Never mind alcopops, it’s time to ban underage drinking row

The debates over alcopops rumble on, but George Pitcher says that talk of bans, and other hysterical reactions, should be brought to an end right now. George Pitcher is chief executive of issue management consultancy Luther Pendragon

I have been giving some consideration to why the man in the mask drinks Metz. Could it be that he has a dire case of psoriasis or acne, triggered by an eccentric diet that has, as a staple ingredient, a proprietary drink based on schnapps? It’s a tragic story if that’s the case – not only for the sad adult who cannot reveal his identity to the playmate of his youth, but also for the advertising executives who considered a disfigured teuton with an insecurity complex a fitting role model for their target market.

I didn’t know Martini’s Metz was an alcopop until last week. But, admittedly, its advertising is puerile and presumably deliberately so. It follows that Metz must be aiming at the more juvenile end of the adult market for drinkers, so this could be an important test case in the alcopops debate. Metz is clearly not encouraging underage drinkers (at least not deliberately), but would appear to be appealing to the more youthful instincts of the adult.

I find it astonishing that major drinks companies such as Bass and Whitbread should be accused of encouraging underage drinking. When I was underage, we didn’t need encouraging. If anything, the greater challenge for brewers in those days was to discourage under-age drinking. But times change, and I suppose there are legions of adolescents out there saying: “I wanted to do my physics homework and then take my little sister to the Natural History Museum, but the drinks companies have made an irresistible case for my squandering my future by getting off my face on alcoholic lemonade instead.”

I should check my natural instinct for sarcasm. I accept that there are serious issues here concerning the influence of impressionable teenagers. But I also think that the Metz principle is worth examining – if a company sets out to market to those consumers who haven’t fully matured (as many motor manufacturers do with their more sporty models), is it also cynically exploiting those who haven’t yet grown up in a literal sense?

The answer from some retailers, such as the Co-op and Iceland, is a resounding “yes” and they are banning the likes of Bass’s Hooper’s Hooch and Merrydown’s Two Dogs from their shelves. It will always be difficult to ascertain how much these sorts of actions are driven by laudable retail responsibility and how much by political correctness – by which I mean, in this context, the desire to grease up to the Government (something the Co-op, in particular, may have current cause to do).

Health Secretary Frank Dobson was pretty unequivocal last week when he said that “concerted and horrendous” action was needed against alcopops. Dear old Dobbo. When I used to interview him as shadow energy spokesman in the Eighties, there was often very little left to quote after all the expletives had been deleted. These days, as a minister, he has to delete his own expletives and is often left struggling to find appropriate words. The result is that his doubtless well-meaning attack on alcopops comes out couched in something like the language of Hitler’s Blitzkrieg.

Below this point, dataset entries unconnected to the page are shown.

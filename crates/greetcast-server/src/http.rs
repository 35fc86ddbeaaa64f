//! Router assembly and request logging.

use axum::extract::{ConnectInfo, Request};
use axum::http::header;
use axum::middleware::{self, Next};
use axum::response::Response;
use axum::routing::get;
use axum::Router;
use std::net::SocketAddr;

use crate::handlers;
use greetcast_geo::{GeoClient, GeocodeClient};
use greetcast_weather::WeatherClient;

#[derive(Clone)]
pub struct AppState {
    pub geo: GeoClient,
    pub geocode: GeocodeClient,
    pub weather: WeatherClient,
}

pub fn build_router(state: AppState) -> Router {
    Router::new()
        .route("/health", get(|| async { "ok" }))
        .route("/api", get(handlers::hello).post(handlers::hello_post))
        .route("/api/hello", get(handlers::hello))
        .with_state(state)
        .layer(middleware::from_fn(trace_request))
}

/// One log line per request with the derived client address and the parsed
/// client signature.
async fn trace_request(req: Request, next: Next) -> Response {
    let client_ip = req
        .extensions()
        .get::<ConnectInfo<SocketAddr>>()
        .map(|ConnectInfo(peer)| crate::extract::client_ip(req.headers(), *peer))
        .unwrap_or_else(|| "unknown".to_string());

    let user_agent = req
        .headers()
        .get(header::USER_AGENT)
        .and_then(|value| value.to_str().ok())
        .unwrap_or_default();
    let signature = greetcast_agent::parse(user_agent);

    tracing::info!(
        %client_ip,
        os = %signature.os,
        device = %signature.device,
        path = %req.uri().path(),
        "request received"
    );

    next.run(req).await
}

The rest of us should be less hysterical. OK, so a judge condemned alcopops makers as “grossly irresponsible” after a 14-year-old boy got drunk on alcoholic lemonade and burned down a school. But when have judges had more than a tenuous grasp of how society and its markets work?

The fact is that it is illegal for alcohol to be bought by or sold to customers under 18 years of age, at which stage British society has deemed that people are old enough to drink it. It’s my view that, if you’re old enough to vote, you should be old enough to drink.

Oddly enough, tobacco manufacturers can sell to 16-year-olds. I don’t think anyone suggests that moderate consumption of cigarettes is harmless and in some cases can be beneficial, as is the case with alcohol – but there you have it. The laws on purchase and consumption of alcohol are clear and it seems to me that, if it can be demonstrated that companies are deliberately marketing alcohol to the under-18s, they are in breach of those laws.

But the burden of proof, rightly, is on those who would have alcopops banned, not on the drinks companies. The logic must be that, if we believe that the marketing of alcopops to under-25s – many of whom, in my experience, are utterly juvenile – encourages underage drinking, then we should raise the minimum drinking age to 25, not ban alcopops.

This is not a case that the drinks companies are likely to want to make to Parliament, not least because the 18 to 25-year-old market for alcoholic drinks is so lucrative. But there could be other reasons. Bass, purveyor of Hooch, still awaits the outcome of Trade Secretary Margaret Beckett’s deliberations over the MMC’s inquiry into its proposed takeover of Carlsberg-Tetley. This is no time to take the Government on with arguments concerning the efficacy of drinks marketing to the under-25s.

Meanwhile, a debate in an industrialised western democracy over whether legally produced and marketed products should be banned is just plain embarrassing. Which, come to think of it, might be why the Metz man wears a mask.